The bill extends current government funding levels and would punt negotiations over a number of hot-button issues until Dec. 11 – a month after the election. The legislation saw some last-minute changes with billions for farmers and pandemic food assistance programs for families, additions that allowed the bill to pass with bipartisan support in a 359-57 vote, with a majority of Republicans voting with Democrats. One lawmaker, Rep. Alexandria Ocasio-Cortez, D-N.Y., voted present.
It will now go to the Senate for approval, then, if approved, will head to the White House for President Donald Trump’s signature.
House Speaker Nancy Pelosi announced a deal on the proposal just before the vote, highlighting funds for food assistance programs that Democrats had sought.
“We have reached an agreement with Republicans on the CR to add nearly $8 billion in desperately needed nutrition assistance for hungry schoolchildren and families,” she said. “We also increase accountability in the Commodity Credit Corporation, preventing funds for farmers from being misused for a Big Oil bailout.”

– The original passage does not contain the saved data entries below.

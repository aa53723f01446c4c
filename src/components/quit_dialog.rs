//! Quit prompt

use super::layout::contains;
use crate::action::Action;
use crate::component::Component;
use crate::components::centered_popup;
use anyhow::Result;
use crossterm::event::{KeyCode, KeyEvent, MouseButton, MouseEvent, MouseEventKind};
use ratatui::{
    layout::{Alignment, Rect},
    style::{Color, Modifier, Style},
    text::{Line, Span},
    widgets::{Block, Borders, Clear, Paragraph},
    Frame,
};

const YES: &str = " y  Quit ";
const NO: &str = " n  Stay ";

#[derive(Default)]
pub struct QuitDialog {
    yes_button: Rect,
    no_button: Rect,
    popup: Rect,
}

impl Component for QuitDialog {
    fn handle_key_event(&mut self, key: KeyEvent) -> Result<Option<Action>> {
        let action = match key.code {
            KeyCode::Char('y') | KeyCode::Char('Y') | KeyCode::Char('q') => Some(Action::ForceQuit),
            KeyCode::Char('n') | KeyCode::Char('N') | KeyCode::Esc => Some(Action::CloseModal),
            _ => None,
        };
        Ok(action)
    }

    fn handle_mouse_event(&mut self, mouse: MouseEvent) -> Result<Option<Action>> {
        if mouse.kind != MouseEventKind::Down(MouseButton::Left) {
            return Ok(None);
        }
        let action = if contains(self.yes_button, mouse.column, mouse.row) {
            Some(Action::ForceQuit)
        } else if contains(self.no_button, mouse.column, mouse.row)
            || !contains(self.popup, mouse.column, mouse.row)
        {
            Some(Action::CloseModal)
        } else {
            None
        };
        Ok(action)
    }

    fn draw(&mut self, frame: &mut Frame, area: Rect) -> Result<()> {
        let popup_area = centered_popup(area, 36, 7);
        self.popup = popup_area;

        frame.render_widget(Clear, popup_area);

        let content = vec![
            Line::from(""),
            Line::from(Span::styled(
                "Close the portfolio?",
                Style::default()
                    .fg(Color::White)
                    .add_modifier(Modifier::BOLD),
            )),
            Line::from(""),
            Line::from(vec![
                Span::styled(
                    YES,
                    Style::default()
                        .fg(Color::Black)
                        .bg(Color::Magenta)
                        .add_modifier(Modifier::BOLD),
                ),
                Span::raw("   "),
                Span::styled(
                    NO,
                    Style::default()
                        .fg(Color::Magenta)
                        .add_modifier(Modifier::BOLD),
                ),
            ]),
        ];

        let paragraph = Paragraph::new(content)
            .block(
                Block::default()
                    .borders(Borders::ALL)
                    .border_style(Style::default().fg(Color::Magenta))
                    .title(" Quit ")
                    .title_style(
                        Style::default()
                            .fg(Color::Magenta)
                            .add_modifier(Modifier::BOLD),
                    ),
            )
            .alignment(Alignment::Center);

        frame.render_widget(paragraph, popup_area);

        // Button row is centered inside the border
        let row = popup_area.y + 4;
        let yes = YES.chars().count() as u16;
        let no = NO.chars().count() as u16;
        let total = yes + 3 + no;
        let start = popup_area.x + 1 + popup_area.width.saturating_sub(2 + total) / 2;
        self.yes_button = Rect::new(start, row, yes, 1);
        self.no_button = Rect::new(start + yes + 3, row, no, 1);
        Ok(())
    }
}

#[cfg(test)]
mod tests {
    use super::*;
    use crossterm::event::KeyModifiers;
    use ratatui::{backend::TestBackend, Terminal};

    fn click(column: u16, row: u16) -> MouseEvent {
        MouseEvent {
            kind: MouseEventKind::Down(MouseButton::Left),
            column,
            row,
            modifiers: KeyModifiers::NONE,
        }
    }

    #[test]
    fn test_keys() {
        let mut dialog = QuitDialog::default();
        let key = |c| KeyEvent::new(KeyCode::Char(c), KeyModifiers::NONE);
        assert_eq!(dialog.handle_key_event(key('y')).unwrap(), Some(Action::ForceQuit));
        assert_eq!(dialog.handle_key_event(key('n')).unwrap(), Some(Action::CloseModal));
        assert_eq!(dialog.handle_key_event(key('z')).unwrap(), None);
    }

    #[test]
    fn test_buttons_are_clickable() {
        let mut dialog = QuitDialog::default();
        let mut terminal = Terminal::new(TestBackend::new(60, 20)).unwrap();
        terminal
            .draw(|frame| dialog.draw(frame, frame.area()).unwrap())
            .unwrap();

        let screen: String = terminal
            .backend()
            .buffer()
            .content
            .iter()
            .map(|cell| cell.symbol())
            .collect();
        assert!(screen.contains("Close the portfolio?"));

        let yes = dialog.yes_button;
        assert_eq!(
            dialog.handle_mouse_event(click(yes.x + 1, yes.y)).unwrap(),
            Some(Action::ForceQuit)
        );
        let no = dialog.no_button;
        assert_eq!(
            dialog.handle_mouse_event(click(no.x + 1, no.y)).unwrap(),
            Some(Action::CloseModal)
        );
        assert_eq!(
            dialog.handle_mouse_event(click(0, 0)).unwrap(),
            Some(Action::CloseModal)
        );
    }
}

The legislation, released on Monday, saw a hiccup after Republicans blasted the bill over the exclusion of aid for farmers, a top priority for the GOP and President Donald Trump.
Republicans had been pushing for billions in assistance as part of a farm bailout program and in return, Democrats hoped for money in food assistance in the bill. But both items were not included when the spending bill was released, leaving the chances of the legislation passing up in the air and raising fears that the government could shutdown next week.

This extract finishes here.